> [REQUIREMENT]:
Copy every line of the records that includes the word "operations".

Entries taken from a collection
------------------------
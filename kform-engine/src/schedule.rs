//! Debounce timers.
//!
//! A [`Scheduler`] runs a callback after a delay and can cancel it before it
//! fires. Form instances schedule one commit per debouncing field and cancel
//! the previous one on every keystroke.

use std::cell::{Cell, RefCell};
use std::collections::{BTreeMap, HashMap};
use std::fmt;
use std::rc::Rc;
use std::time::Duration;
use tokio::task::JoinHandle;
use tracing::debug;

/// Handle of a scheduled task.
#[derive(Debug, Clone, Copy, PartialEq, Eq, Hash, PartialOrd, Ord)]
pub struct TaskId(u64);

/// A delayed callback.
pub type Task = Box<dyn FnOnce()>;

/// Timer owner used by form instances.
pub trait Scheduler {
    /// Runs `task` once `delay` has elapsed.
    fn schedule(&self, delay: Duration, task: Task) -> TaskId;

    /// Cancels a pending task. Returns false if it already ran or was
    /// cancelled.
    fn cancel(&self, id: TaskId) -> bool;
}

// ── ManualScheduler ──────────────────────────────────────────────

#[derive(Default)]
struct ManualState {
    now: Duration,
    next_id: u64,
    /// Ordered by due time, then by scheduling order.
    pending: BTreeMap<(Duration, u64), Task>,
}

/// Scheduler driven by an explicit clock. Tasks run inside
/// [`advance`](ManualScheduler::advance).
#[derive(Default)]
pub struct ManualScheduler {
    state: RefCell<ManualState>,
}

impl ManualScheduler {
    pub fn new() -> Self {
        Self::default()
    }

    /// Current clock value.
    pub fn now(&self) -> Duration {
        self.state.borrow().now
    }

    /// Number of tasks waiting to run.
    pub fn pending(&self) -> usize {
        self.state.borrow().pending.len()
    }

    /// Moves the clock forward and runs every task that became due, in due
    /// order. Tasks may schedule or cancel other tasks.
    pub fn advance(&self, by: Duration) -> usize {
        let target = self.state.borrow().now + by;
        let mut ran = 0;
        loop {
            let next = {
                let mut state = self.state.borrow_mut();
                let due = state.pending.first_key_value().map(|(&(due, _), _)| due);
                match due {
                    Some(due) if due <= target => {
                        state.now = due;
                        state.pending.pop_first()
                    }
                    _ => None,
                }
            };
            let Some((_, task)) = next else {
                break;
            };
            task();
            ran += 1;
        }
        self.state.borrow_mut().now = target;
        ran
    }
}

impl Scheduler for ManualScheduler {
    fn schedule(&self, delay: Duration, task: Task) -> TaskId {
        let mut state = self.state.borrow_mut();
        let id = state.next_id;
        state.next_id += 1;
        let due = state.now + delay;
        state.pending.insert((due, id), task);
        TaskId(id)
    }

    fn cancel(&self, id: TaskId) -> bool {
        let removed = {
            let mut state = self.state.borrow_mut();
            let key = state.pending.keys().find(|(_, seq)| *seq == id.0).copied();
            key.and_then(|key| state.pending.remove(&key))
        };
        // Dropped outside the borrow: the task may own handles to this scheduler.
        removed.is_some()
    }
}

impl fmt::Debug for ManualScheduler {
    fn fmt(&self, f: &mut fmt::Formatter<'_>) -> fmt::Result {
        let state = self.state.borrow();
        f.debug_struct("ManualScheduler")
            .field("now", &state.now)
            .field("pending", &state.pending.len())
            .finish()
    }
}

// ── TokioScheduler ───────────────────────────────────────────────

/// Scheduler backed by tokio timers.
///
/// Tasks are spawned with [`tokio::task::spawn_local`], so the scheduler must
/// be used from inside a [`tokio::task::LocalSet`].
#[derive(Default)]
pub struct TokioScheduler {
    next_id: Cell<u64>,
    tasks: Rc<RefCell<HashMap<TaskId, JoinHandle<()>>>>,
}

impl TokioScheduler {
    pub fn new() -> Self {
        Self::default()
    }

    /// Number of tasks that have neither run nor been cancelled.
    pub fn pending(&self) -> usize {
        self.tasks.borrow().len()
    }
}

impl Scheduler for TokioScheduler {
    fn schedule(&self, delay: Duration, task: Task) -> TaskId {
        let id = TaskId(self.next_id.get());
        self.next_id.set(id.0 + 1);
        let tasks = Rc::clone(&self.tasks);
        let handle = tokio::task::spawn_local(async move {
            tokio::time::sleep(delay).await;
            tasks.borrow_mut().remove(&id);
            task();
        });
        self.tasks.borrow_mut().insert(id, handle);
        id
    }

    fn cancel(&self, id: TaskId) -> bool {
        let handle = self.tasks.borrow_mut().remove(&id);
        match handle {
            Some(handle) => {
                handle.abort();
                debug!(task = id.0, "Timer cancelled");
                true
            }
            None => false,
        }
    }
}

impl fmt::Debug for TokioScheduler {
    fn fmt(&self, f: &mut fmt::Formatter<'_>) -> fmt::Result {
        f.debug_struct("TokioScheduler")
            .field("pending", &self.tasks.borrow().len())
            .finish()
    }
}
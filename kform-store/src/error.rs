//! Error types for the store layer.

use kform_types::ScopePath;
use thiserror::Error;

/// Result type for store operations.
pub type StoreResult<T> = Result<T, StoreError>;

/// Errors that can occur in store operations.
#[derive(Debug, Error)]
pub enum StoreError {
    /// A reducer is already registered at this scope path.
    #[error("reducer already registered at scope '{0}'")]
    DuplicateRegistration(ScopePath),

    /// A typed message could not be turned into an action envelope.
    #[error("invalid action: {0}")]
    InvalidAction(#[from] kform_types::Error),
}
//! Form schema model for kform.
//!
//! Defines the caller-supplied, immutable description of a form:
//! - [`FieldSchema`]: one field (id, title, type tag, default value,
//!   validators, parse/format, change interceptor, props, visibility,
//!   debounce window, group)
//! - [`FormSchema`]: ordered fields indexed by id
//! - [`FieldTypeRegistry`]: type tag → [`FieldKind`] capability bundle
//! - [`validators`]: built-in validators (`required`, `min_length`, ...)
//!
//! The engine never owns or mutates a schema.

mod field_type;
mod schema;
pub mod validators;

pub use field_type::{FieldKind, FieldTypeRegistry, InputKind};
pub use schema::{
    ChangeContext, ChangeInterceptor, FieldSchema, Fields, FormSchema, Formatter, Parser,
    PropsFn, Validator, VisibleFn, DEFAULT_FIELD_TYPE, DEFAULT_GROUP,
};

/// A field declares a type tag with no registered [`FieldKind`].
///
/// Non-fatal: the field is treated as plain text.
#[derive(Debug, Clone, PartialEq, Eq, thiserror::Error)]
#[error("field '{field_id}' declares unregistered type '{field_type}'")]
pub struct SchemaMismatch {
    pub field_id: String,
    pub field_type: String,
}

/// Errors that prevent a schema from being built.
#[derive(Debug, Clone, PartialEq, Eq, thiserror::Error)]
pub enum SchemaError {
    #[error("duplicate field id: {0}")]
    DuplicateField(String),
}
------------------------
> [TASK SOLUTION]:
/// Result type for store operations.
/// Errors that can occur in store operations.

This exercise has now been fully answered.